Researchers designing a toilet that could monitor and sample urine
Wearable, smart technologies are transforming the ability to monitor and improve health, but a decidedly low-tech commodity -- the humble toilet -- may have the potential to outperform them all, a new study suggests. The Coon Research Group is designing a toilet that will incorporate a portable mass spectrometer that can recognise the individual and process samples across a variety of subjects.
Coon also believes the "smart toilet" concept could have major population health implications.
For the study, published in the journal Nature Digital Medicine, researchers from the University of Wisconsin-Madison and the Morgridge Institute for Research are working to put the tremendous range of metabolic health information contained in urine to work for personalised medicine.
"We're pretty sure we can design a toilet that could sample urine. I think the real challenge is we're going to have to invest in engineering to make this instrument simple enough and cheap enough. That's where this will either go far or not happen at all," said study lead author Joshua Coon.
Coon also believes the "smart toilet" concept could have major population health implications.
Urine contains a virtual liquid history of an individual's nutritional habits, exercise, medication use, sleep patterns and other lifestyle choices.
Urine also contains metabolic links to more than 600 human conditions, including some of the major killers such as cancer, diabetes and kidney disease.
For the study, two research subjects consistently collected all urine samples over a 10-day period, submitted those samples for tests with both gas chromatography and mass spectrometry for a complete readout of metabolic signatures.
The two subjects also happen to be lead authors on the paper-- Joshua Coon and Ian Miller.
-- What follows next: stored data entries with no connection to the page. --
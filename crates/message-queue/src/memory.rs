use std::sync::Arc;
use std::time::Duration;

use async_trait::async_trait;
use tokio::sync::Mutex;
use tokio::time::Instant;
use uuid::Uuid;

use crate::{
    DEFAULT_VISIBILITY_TIMEOUT, MessageId, MessageQueue, QueueError, ReceivedMessage, Result,
};

#[derive(Debug)]
struct StoredMessage {
    id: MessageId,
    body: String,
    receive_count: u32,
    in_flight: Option<InFlight>,
}

#[derive(Debug)]
struct InFlight {
    receipt: String,
    visible_at: Instant,
}

#[derive(Debug, Default)]
struct InMemoryQueueState {
    messages: Vec<StoredMessage>,
    next_id: u64,
    fail_on_send: bool,
    fail_on_receive: bool,
}

/// In-memory queue for testing and single-process deployments.
///
/// Clones share the same underlying queue, so a producer and a consumer can
/// hold separate handles. Visibility deadlines use tokio's clock, which lets
/// tests drive redelivery with a paused runtime.
#[derive(Debug, Clone)]
pub struct InMemoryQueue {
    name: Arc<str>,
    visibility_timeout: Duration,
    state: Arc<Mutex<InMemoryQueueState>>,
}

impl InMemoryQueue {
    /// Creates a new empty queue with the default visibility timeout.
    pub fn new(name: impl Into<String>) -> Self {
        Self {
            name: Arc::from(name.into()),
            visibility_timeout: DEFAULT_VISIBILITY_TIMEOUT,
            state: Arc::default(),
        }
    }

    /// Sets the visibility timeout applied to received messages.
    pub fn with_visibility_timeout(mut self, timeout: Duration) -> Self {
        self.visibility_timeout = timeout;
        self
    }

    /// Returns the number of messages not yet acknowledged, in flight or not.
    pub async fn len(&self) -> usize {
        self.state.lock().await.messages.len()
    }

    /// Returns true if every message has been acknowledged.
    pub async fn is_empty(&self) -> bool {
        self.state.lock().await.messages.is_empty()
    }

    /// Returns the bodies of all unacknowledged messages in send order.
    pub async fn bodies(&self) -> Vec<String> {
        self.state
            .lock()
            .await
            .messages
            .iter()
            .map(|m| m.body.clone())
            .collect()
    }

    /// Makes every subsequent `send` fail as if the queue were unreachable.
    pub async fn set_fail_on_send(&self, fail: bool) {
        self.state.lock().await.fail_on_send = fail;
    }

    /// Makes every subsequent `receive` fail as if the queue were unreachable.
    pub async fn set_fail_on_receive(&self, fail: bool) {
        self.state.lock().await.fail_on_receive = fail;
    }

    fn unknown_receipt(&self, message: &ReceivedMessage) -> QueueError {
        QueueError::UnknownReceipt {
            queue: self.name.to_string(),
            message_id: message.message_id.clone(),
        }
    }
}

#[async_trait]
impl MessageQueue for InMemoryQueue {
    fn queue_name(&self) -> &str {
        &self.name
    }

    async fn send(&self, body: String) -> Result<MessageId> {
        let mut state = self.state.lock().await;

        if state.fail_on_send {
            return Err(QueueError::Unavailable(format!(
                "send to {} failed",
                self.name
            )));
        }

        state.next_id += 1;
        let id = MessageId::new(format!("msg-{:06}", state.next_id));
        state.messages.push(StoredMessage {
            id: id.clone(),
            body,
            receive_count: 0,
            in_flight: None,
        });

        metrics::counter!("queue_messages_sent_total", "queue" => self.name.to_string())
            .increment(1);
        Ok(id)
    }

    async fn receive(&self, max_messages: usize) -> Result<Vec<ReceivedMessage>> {
        let mut state = self.state.lock().await;

        if state.fail_on_receive {
            return Err(QueueError::Unavailable(format!(
                "receive from {} failed",
                self.name
            )));
        }

        let now = Instant::now();
        let visible_at = now + self.visibility_timeout;
        let mut received = Vec::new();

        for message in state.messages.iter_mut() {
            if received.len() >= max_messages {
                break;
            }
            let visible = message
                .in_flight
                .as_ref()
                .is_none_or(|flight| flight.visible_at <= now);
            if !visible {
                continue;
            }

            let receipt = Uuid::new_v4().to_string();
            message.receive_count += 1;
            message.in_flight = Some(InFlight {
                receipt: receipt.clone(),
                visible_at,
            });
            received.push(ReceivedMessage {
                message_id: message.id.clone(),
                receipt,
                body: message.body.clone(),
                receive_count: message.receive_count,
            });
        }

        Ok(received)
    }

    async fn ack(&self, message: &ReceivedMessage) -> Result<()> {
        let mut state = self.state.lock().await;
        let position = state.messages.iter().position(|m| {
            m.id == message.message_id
                && m.in_flight
                    .as_ref()
                    .is_some_and(|f| f.receipt == message.receipt)
        });

        match position {
            Some(index) => {
                state.messages.remove(index);
                Ok(())
            }
            None => Err(self.unknown_receipt(message)),
        }
    }

    async fn release(&self, message: &ReceivedMessage) -> Result<()> {
        let mut state = self.state.lock().await;
        let stored = state.messages.iter_mut().find(|m| {
            m.id == message.message_id
                && m.in_flight
                    .as_ref()
                    .is_some_and(|f| f.receipt == message.receipt)
        });

        match stored {
            Some(stored) => {
                stored.in_flight = None;
                Ok(())
            }
            None => Err(self.unknown_receipt(message)),
        }
    }
}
However, the sample size used in the study is too small.
Collectively they provided 110 samples over the 10-day period, and also used wearable technology to track heart rates and steps, calorie consumption and sleep patterns.
The samples do indeed contain a remarkable health fingerprint that follows the ebbs and flows of daily life.
For example, the subjects kept records of coffee and alcohol consumption, and the biomarkers with a known connection to both those drinks were abundantly measured.
One subject took acetaminophen, which was measured in urine by a spike in ion intensity.
The metabolic outputs from exercise and sleep could also be measured with precision.
While the pilot experiment didn't examine health questions, many possibilities exist.
For example, testing could show how an individual metabolises certain types of prescription drugs, in ways that could be healthy or dangerous.
Also, as the population gets older with more stay-at-home care, urine tests would indicate whether medications are being taken properly and are having their intended effect.
"If you had tens of thousands of users and you could correlate that data with health and lifestyle, you could then start to have real diagnostic capabilities, it might provide early warning of viral or bacterial outbreaks," Coon said.